The next time you have a doctor’s appointment, note how much time you actually spend with your personal physician vs. how much time you spend with medical office support staff. If you are like most people, you might find you spend more time with the office assistants and medical support staff than you do with your doctor.
I have nothing against doctors; I love mine!
As a career management professional, I often get asked about employment trends and ways to recession proof careers. Because of that, I am always observing the workplace, the roles people play, how organizations function and whether or not employees are a "fit" for their roles. I am also always scouting new opportunities to share with readers.
During my last visit to my doctor to remove stitches from the sole of my right foot, I noticed how much of my time I spent with medical office assistants.
The medical office assistants and staffers did everything from verifying my insurance eligibility, retrieving my charts and collecting my co-pay. The assistants in the front office who worked with me were energetic, friendly and showed real interest in hearing about the freak accident where I stepped on the neck of my son's Double Bass, which he had left laying across the living room floor, in the dark.

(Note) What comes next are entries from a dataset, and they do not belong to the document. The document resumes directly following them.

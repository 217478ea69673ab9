// Copyright 2016 Mozilla Foundation
//
// Licensed under the Apache License, Version 2.0 (the "License");
// you may not use this file except in compliance with the License.
// You may obtain a copy of the License at
//
//     http://www.apache.org/licenses/LICENSE-2.0
//
// Unless required by applicable law or agreed to in writing, software
// distributed under the License is distributed on an "AS IS" BASIS,
// WITHOUT WARRANTIES OR CONDITIONS OF ANY KIND, either express or implied.
// See the License for the specific language governing permissions and
// limitations under the License.

error_chain! {
    foreign_links {
        Io(::std::io::Error);
    }

    errors {
        /// The inline command line was too long and response files were not
        /// permitted.
        CommandLineLimitExceeded(len: usize, limit: usize, node_name: String) {
            description("command line limit exceeded")
            display("FBuild: Error: Command Line Limit Exceeded (len: {}, limit: {}) '{}'", len, limit, node_name)
        }
    }
}
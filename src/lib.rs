//! foodscore library
//!
//! Health scoring for food products: a 0-100 score from nutrients, additive
//! risk and organic status, with a letter grade and display category.

pub mod build_info;
pub mod catalog;
pub mod config;
pub mod feed;
pub mod models;
pub mod scoring;

pub use models::{Additive, Grade, HealthScore, NutrientProfile, RiskLevel, ScoreCategory};
pub use scoring::{category_of, compute_score, grade_of, score_breakdown, ScoreBreakdown};
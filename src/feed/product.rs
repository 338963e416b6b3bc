//! Scored product
//!
//! A feed record with the health score, grade and category attached.

use serde::Serialize;

use super::record::OffProduct;
use crate::catalog::parse_additive_tags;
use crate::models::{Additive, Grade, HealthScore, NutrientProfile, ScoreCategory};
use crate::scoring::compute_score;

/// Source tag written on every product built from the feed
pub const FEED_SOURCE: &str = "OpenFoodFacts";

const UNKNOWN_BRAND: &str = "Unknown Brand";

/// A product ready to be stored or returned to a client
#[derive(Debug, Clone, Serialize)]
pub struct ScoredProduct {
    pub barcode: String,
    pub name: String,
    pub brand: String,
    pub image_url: Option<String>,
    pub ingredients: Option<String>,
    pub is_organic: bool,
    pub nutrition: Option<NutrientProfile>,
    pub additives: Vec<Additive>,
    pub score: HealthScore,
    /// Grade derived from our own score
    pub grade: Grade,
    /// Grade reported by the feed, falling back to `grade`
    pub nutri_score_grade: Grade,
    pub category: ScoreCategory,
    pub source: &'static str,
}

/// Whether any label marks the product as organic
pub fn is_organic_label<S: AsRef<str>>(labels: &[S]) -> bool {
    labels.iter().any(|label| {
        let lower = label.as_ref().to_lowercase();
        lower.contains("organic") || lower.contains("bio")
    })
}

impl ScoredProduct {
    /// Score a feed record
    ///
    /// Returns `None` when the record has no barcode or no product name.
    pub fn from_off(record: OffProduct) -> Option<Self> {
        let barcode = record.code?;
        let name = record.product_name.or(record.product_name_en)?;

        let nutrition = record.nutriments.as_ref().map(|n| n.to_profile());
        let additives = parse_additive_tags(record.additives_tags.as_deref().unwrap_or_default());
        let is_organic = is_organic_label(record.labels_tags.as_deref().unwrap_or_default());

        let score = compute_score(nutrition.as_ref(), &additives, is_organic);
        let grade = score.grade();
        let nutri_score_grade = record
            .nutriscore_grade
            .as_deref()
            .and_then(Grade::from_letter)
            .unwrap_or(grade);

        Some(Self {
            barcode,
            name,
            brand: record.brands.unwrap_or_else(|| UNKNOWN_BRAND.to_string()),
            image_url: record.image_front_url.or(record.image_url),
            ingredients: record.ingredients_text.or(record.ingredients_text_en),
            is_organic,
            nutrition,
            additives,
            score,
            grade,
            nutri_score_grade,
            category: score.category(),
            source: FEED_SOURCE,
        })
    }
}
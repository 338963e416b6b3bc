//! Runtime configuration
//!
//! Read from the environment; CLI arguments override it in the binaries.

use std::env;
use std::path::PathBuf;

/// Environment variable naming the default feed file
pub const FEED_PATH_VAR: &str = "FOODSCORE_FEED_PATH";
/// Environment variable holding the default log directive
pub const LOG_VAR: &str = "FOODSCORE_LOG";

const DEFAULT_LOG_DIRECTIVE: &str = "foodscore=info";
const DEFAULT_FEED_FILE: &str = "openfoodfacts-products.jsonl";

/// Where the feed comes from
#[derive(Debug, Clone, PartialEq, Eq)]
pub enum FeedSource {
    Stdin,
    File(PathBuf),
}

#[derive(Debug, Clone)]
pub struct Config {
    pub feed: FeedSource,
    pub log_directive: String,
}

impl Config {
    /// Load configuration from the environment
    pub fn from_env() -> Self {
        Self {
            feed: FeedSource::File(resolve_feed_path(env::var(FEED_PATH_VAR).ok())),
            log_directive: env::var(LOG_VAR)
                .ok()
                .filter(|d| !d.trim().is_empty())
                .unwrap_or_else(|| DEFAULT_LOG_DIRECTIVE.to_string()),
        }
    }

    /// Apply a feed argument: `-` reads stdin, anything else is a path
    pub fn with_feed_arg(mut self, arg: Option<&str>) -> Self {
        match arg {
            Some("-") => self.feed = FeedSource::Stdin,
            Some(path) => self.feed = FeedSource::File(PathBuf::from(path)),
            None => {}
        }
        self
    }
}

/// Use the configured path, or `data/` under the project root
pub fn resolve_feed_path(configured: Option<String>) -> PathBuf {
    if let Some(path) = configured.filter(|p| !p.trim().is_empty()) {
        return PathBuf::from(path);
    }

    let mut path = std::env::current_exe()
        .ok()
        .and_then(|p| p.parent().map(|p| p.to_path_buf()))
        .unwrap_or_else(|| PathBuf::from("."));

    // Go up from target/release or target/debug to project root
    if path.ends_with("release") || path.ends_with("debug") {
        if let Some(parent) = path.parent() {
            if let Some(grandparent) = parent.parent() {
                path = grandparent.to_path_buf();
            }
        }
    }

    path.push("data");
    path.push(DEFAULT_FEED_FILE);
    path
}
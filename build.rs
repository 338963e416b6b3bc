//! Build script for foodscore
//!
//! Increments build number on each recompilation and embeds build metadata.

use std::fs;
use std::path::Path;

fn main() {
    // Only rerun when src/ files change (not on every cargo build)
    println!("cargo:rerun-if-changed=src");

    let build_number_path = Path::new("build_number.txt");

    let current_build: u64 = if build_number_path.exists() {
        fs::read_to_string(build_number_path)
            .unwrap_or_else(|_| "0".to_string())
            .trim()
            .parse()
            .unwrap_or(0)
    } else {
        0
    };

    let new_build = current_build + 1;

    // A read-only checkout still builds; the number just doesn't advance
    if fs::write(build_number_path, new_build.to_string()).is_err() {
        println!("cargo:warning=could not persist build number");
    }

    let timestamp = chrono::Utc::now().format("%Y-%m-%dT%H:%M:%SZ").to_string();

    println!("cargo:rustc-env=FOODSCORE_BUILD_NUMBER={}", new_build);
    println!("cargo:rustc-env=FOODSCORE_BUILD_TIMESTAMP={}", timestamp);
}
//! Nutrient profile
//!
//! Per-100g (or per-100ml) nutrient values of a product.

use serde::{Deserialize, Deserializer, Serialize};
use serde_json::Value;

/// Nutrient values per 100g/100ml
///
/// Every numeric field reads as 0 when missing, `null` or not a number.
/// A product with no nutrient data at all is represented by `Option::None`
/// at the scoring boundary, never by a zeroed profile.
#[derive(Debug, Clone, Default, PartialEq, Serialize, Deserialize)]
pub struct NutrientProfile {
    #[serde(default, deserialize_with = "lenient_number")]
    pub calories: f64,      // kcal
    #[serde(default, deserialize_with = "lenient_number")]
    pub sugar: f64,         // grams
    #[serde(default, deserialize_with = "lenient_number")]
    pub fat: f64,           // grams
    #[serde(default, alias = "saturatedFat", deserialize_with = "lenient_number")]
    pub saturated_fat: f64, // grams
    #[serde(default, deserialize_with = "lenient_number")]
    pub salt: f64,          // grams
    #[serde(default, deserialize_with = "lenient_number")]
    pub protein: f64,       // grams
    #[serde(default, deserialize_with = "lenient_number")]
    pub fiber: f64,         // grams
    #[serde(default, alias = "servingSize", deserialize_with = "lenient_optional_number")]
    pub serving_size: Option<f64>,
    #[serde(default, alias = "servingUnit")]
    pub serving_unit: Option<String>,
}

impl NutrientProfile {
    /// Create a profile with every nutrient at zero
    pub fn zero() -> Self {
        Self::default()
    }

    /// Attach descriptive serving metadata (not used in scoring)
    pub fn with_serving(mut self, size: f64, unit: impl Into<String>) -> Self {
        self.serving_size = Some(size);
        self.serving_unit = Some(unit.into());
        self
    }

    pub fn calories_for_scoring(&self) -> f64 {
        scoring_value(self.calories)
    }

    pub fn sugar_for_scoring(&self) -> f64 {
        scoring_value(self.sugar)
    }

    pub fn saturated_fat_for_scoring(&self) -> f64 {
        scoring_value(self.saturated_fat)
    }

    pub fn salt_for_scoring(&self) -> f64 {
        scoring_value(self.salt)
    }

    pub fn protein_for_scoring(&self) -> f64 {
        scoring_value(self.protein)
    }

    pub fn fiber_for_scoring(&self) -> f64 {
        scoring_value(self.fiber)
    }
}

/// NaN carries no information; it scores like a missing value
fn scoring_value(value: f64) -> f64 {
    if value.is_nan() {
        0.0
    } else {
        value
    }
}

fn number_from_value(value: &Value) -> Option<f64> {
    match value {
        Value::Number(n) => n.as_f64(),
        Value::String(s) => s.trim().parse::<f64>().ok().filter(|v| v.is_finite()),
        _ => None,
    }
}

/// Deserialize a number leniently: numeric strings are parsed, anything else is 0
pub(crate) fn lenient_number<'de, D>(deserializer: D) -> Result<f64, D::Error>
where
    D: Deserializer<'de>,
{
    let value = Value::deserialize(deserializer)?;
    Ok(number_from_value(&value).unwrap_or(0.0))
}

fn lenient_optional_number<'de, D>(deserializer: D) -> Result<Option<f64>, D::Error>
where
    D: Deserializer<'de>,
{
    let value = Value::deserialize(deserializer)?;
    Ok(number_from_value(&value))
}
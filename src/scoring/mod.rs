//! Health score calculation
//!
//! Score composition (0-100):
//! - Nutritional quality: up to 60 points
//! - Additive penalty: up to 30 points deducted
//! - Organic bonus: 10 points

pub mod additives;
pub mod composer;
pub mod nutritional;
pub mod thresholds;

pub use additives::{additive_penalty, MAX_ADDITIVE_PENALTY};
pub use composer::{
    category_of, compute_score, grade_of, score_breakdown, ScoreBreakdown, ORGANIC_BONUS,
};
pub use nutritional::{nutritional_score, MAX_NUTRITIONAL_SCORE, UNKNOWN_NUTRITION_SCORE};
pub use thresholds::points;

It made me think about how important these medical office assistants are to smooth operations of healthcare offices whether they are working in my doctor’s private office, in hospitals, insurance companies or with local, state or federal government agencies.
As our demographics continue to shift due to longer life expectancy, the Department of Labor reports that the health care sector, is expected to account for about 3.6 million new wage and salary jobs up to 2014. The health care industry is focused on attracting new labor to meet growing demand in these allied health professions. Since many of the front line, high demand jobs in the sector, like medical office assistants, do not require a four year degree, many schools, are making medical office assistant training available.
If you know a displaced employee, a recent graduate who has not yet landed the right opportunity or someone thinking about changing careers, urge them to consider a career in health care.
The field is growing and pending health care reforms will make the industry a hot area for employment for the foreseeable future.